The PHWP combines the knowledge of industrial-organizational, consulting, clinical, counseling and health psychology with that of other disciplines, such as public health, management, human resources and occupational health. It emphasizes the importance of a systems approach that includes employee involvement, health and safety practices, opportunities for employee growth and development, flexible work arrangements and employee recognition.

In January, the PHWP will be broadening its scope and moving to a new program centrally located in APA. The new Center for Organizational Excellence will serve in a dual internal/external role to promote employee well-being and enhance organizational performance. The center will support APA's strategic plan by promoting organizational effectiveness, and by leveraging psychology's expertise in human behavior to promote health and wellness, and increasing public awareness of the benefits psychology brings to the setting where adults spend a majority of their waking hours — the workplace.

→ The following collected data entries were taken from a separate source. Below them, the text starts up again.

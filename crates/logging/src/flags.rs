//! crates/logging/src/flags.rs
//! Bit-flag configuration selecting contextual fields for each line.

use std::fmt;
use std::ops::{BitAnd, BitOr, BitOrAssign};
use std::str::FromStr;

use crate::error::ParseFlagsError;

/// Bitmask of contextual fields a [`LineLogger`](crate::LineLogger) may add.
///
/// The bit layout follows the common logging-library convention. Only the
/// exact combination [`LogFlags::CONTEXT`] (`DATE | TIME | SHORT_FILE`) is
/// honored and produces a timestamp and caller-location prefix. Every other
/// value, including supersets of it, produces plain lines.
#[derive(Copy, Clone, Debug, Default, PartialEq, Eq, Hash)]
#[cfg_attr(
    feature = "serde",
    derive(serde::Serialize, serde::Deserialize),
    serde(transparent)
)]
pub struct LogFlags(u32);

const NAMES: [(&str, LogFlags); 7] = [
    ("date", LogFlags::DATE),
    ("time", LogFlags::TIME),
    ("microseconds", LogFlags::MICROSECONDS),
    ("longfile", LogFlags::LONG_FILE),
    ("shortfile", LogFlags::SHORT_FILE),
    ("utc", LogFlags::UTC),
    ("msgprefix", LogFlags::MSG_PREFIX),
];

impl LogFlags {
    /// Calendar date in the local time zone.
    pub const DATE: Self = Self(1);
    /// Time of day in the local time zone.
    pub const TIME: Self = Self(1 << 1);
    /// Microsecond resolution; assumes [`LogFlags::TIME`].
    pub const MICROSECONDS: Self = Self(1 << 2);
    /// Full file path and line number of the caller.
    pub const LONG_FILE: Self = Self(1 << 3);
    /// File basename and line number of the caller; overrides [`LogFlags::LONG_FILE`].
    pub const SHORT_FILE: Self = Self(1 << 4);
    /// Render date and time in UTC.
    pub const UTC: Self = Self(1 << 5);
    /// Move the prefix from the start of the line to just before the message.
    pub const MSG_PREFIX: Self = Self(1 << 6);
    /// Initial values for a standard logger: `DATE | TIME`.
    pub const STD: Self = Self(Self::DATE.0 | Self::TIME.0);
    /// The one combination that enables the context prefix.
    pub const CONTEXT: Self = Self(Self::STD.0 | Self::SHORT_FILE.0);

    /// Returns a mask with no flags set.
    #[must_use]
    pub const fn empty() -> Self {
        Self(0)
    }

    /// Wraps a raw bitmask. Unknown bits are kept as-is.
    #[must_use]
    pub const fn from_bits(bits: u32) -> Self {
        Self(bits)
    }

    /// Returns the raw bitmask.
    #[must_use]
    pub const fn bits(self) -> u32 {
        self.0
    }

    /// Reports whether every bit of `other` is set in `self`.
    #[must_use]
    pub const fn contains(self, other: Self) -> bool {
        self.0 & other.0 == other.0
    }

    /// Reports whether no bits are set.
    #[must_use]
    pub const fn is_empty(self) -> bool {
        self.0 == 0
    }

    /// Reports whether lines written under these flags carry the
    /// timestamp and caller-location prefix.
    #[must_use]
    pub const fn emits_context(self) -> bool {
        self.0 == Self::CONTEXT.0
    }
}

impl BitOr for LogFlags {
    type Output = Self;

    fn bitor(self, rhs: Self) -> Self {
        Self(self.0 | rhs.0)
    }
}

impl BitOrAssign for LogFlags {
    fn bitor_assign(&mut self, rhs: Self) {
        self.0 |= rhs.0;
    }
}

impl BitAnd for LogFlags {
    type Output = Self;

    fn bitand(self, rhs: Self) -> Self {
        Self(self.0 & rhs.0)
    }
}

impl fmt::Display for LogFlags {
    /// Renders the flag names joined by `|`, `0` for an empty mask. Bits
    /// without a name are appended as a hexadecimal remainder.
    fn fmt(&self, f: &mut fmt::Formatter<'_>) -> fmt::Result {
        if self.is_empty() {
            return f.write_str("0");
        }

        let mut remaining = self.0;
        let mut first = true;
        for (name, flag) in NAMES {
            if self.contains(flag) {
                if !first {
                    f.write_str("|")?;
                }
                f.write_str(name)?;
                remaining &= !flag.0;
                first = false;
            }
        }

        if remaining != 0 {
            if !first {
                f.write_str("|")?;
            }
            write!(f, "{remaining:#x}")?;
        }
        Ok(())
    }
}

impl FromStr for LogFlags {
    type Err = ParseFlagsError;

    /// Parses a raw integer or names separated by `,` or `|`
    /// (for example `date|time|shortfile` or `std,shortfile`).
    fn from_str(input: &str) -> Result<Self, Self::Err> {
        let trimmed = input.trim();
        if trimmed.is_empty() {
            return Err(ParseFlagsError::Empty);
        }
        if let Ok(bits) = trimmed.parse::<u32>() {
            return Ok(Self(bits));
        }

        let mut flags = Self::empty();
        let mut named = false;
        for part in trimmed.split([',', '|']) {
            let name = part.trim();
            if name.is_empty() {
                continue;
            }
            flags |= lookup(name).ok_or_else(|| ParseFlagsError::UnknownFlag(name.to_owned()))?;
            named = true;
        }
        if named {
            Ok(flags)
        } else {
            Err(ParseFlagsError::Empty)
        }
    }
}

fn lookup(name: &str) -> Option<LogFlags> {
    if name.eq_ignore_ascii_case("std") {
        return Some(LogFlags::STD);
    }
    NAMES
        .iter()
        .find(|(candidate, _)| candidate.eq_ignore_ascii_case(name))
        .map(|&(_, flag)| flag)
}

Externally, the center will house the PHWP and build on its efforts to engage key stakeholders in the business community, demonstrate the value of psychology and position APA as an expert resource for employers and the psychologists who work with them. Internally, the center will bridge APA's business units and provide an overarching strategy for promoting the health and well-being of the association's own workforce, thereby supporting APA's functioning and effectiveness.

Our goal is nothing short of making APA a national model of a psychologically healthy workplace. In fact, instilling a culture of wellness for APA's employees has been one of my top priorities since I became APA CEO in 2003. Flexibility is one of our internal core values and we promote work schedules that allow employees to meet the personal demands of their lives. In addition, we offer health and wellness programs for staff including Pilates, meditation, yoga, tai chi, aerobic exercise classes and Weight Watchers®, to name just a few. 

As psychologists' research has shown, offering such benefits does even more than boost employee health, well-being and satisfaction. It's also good for an organization's bottom line. Companies that offer such programs can boost morale, strengthen employees' commitment to the organization, increase productivity and reduce employee turnover. On all these fronts, APA is leading the way.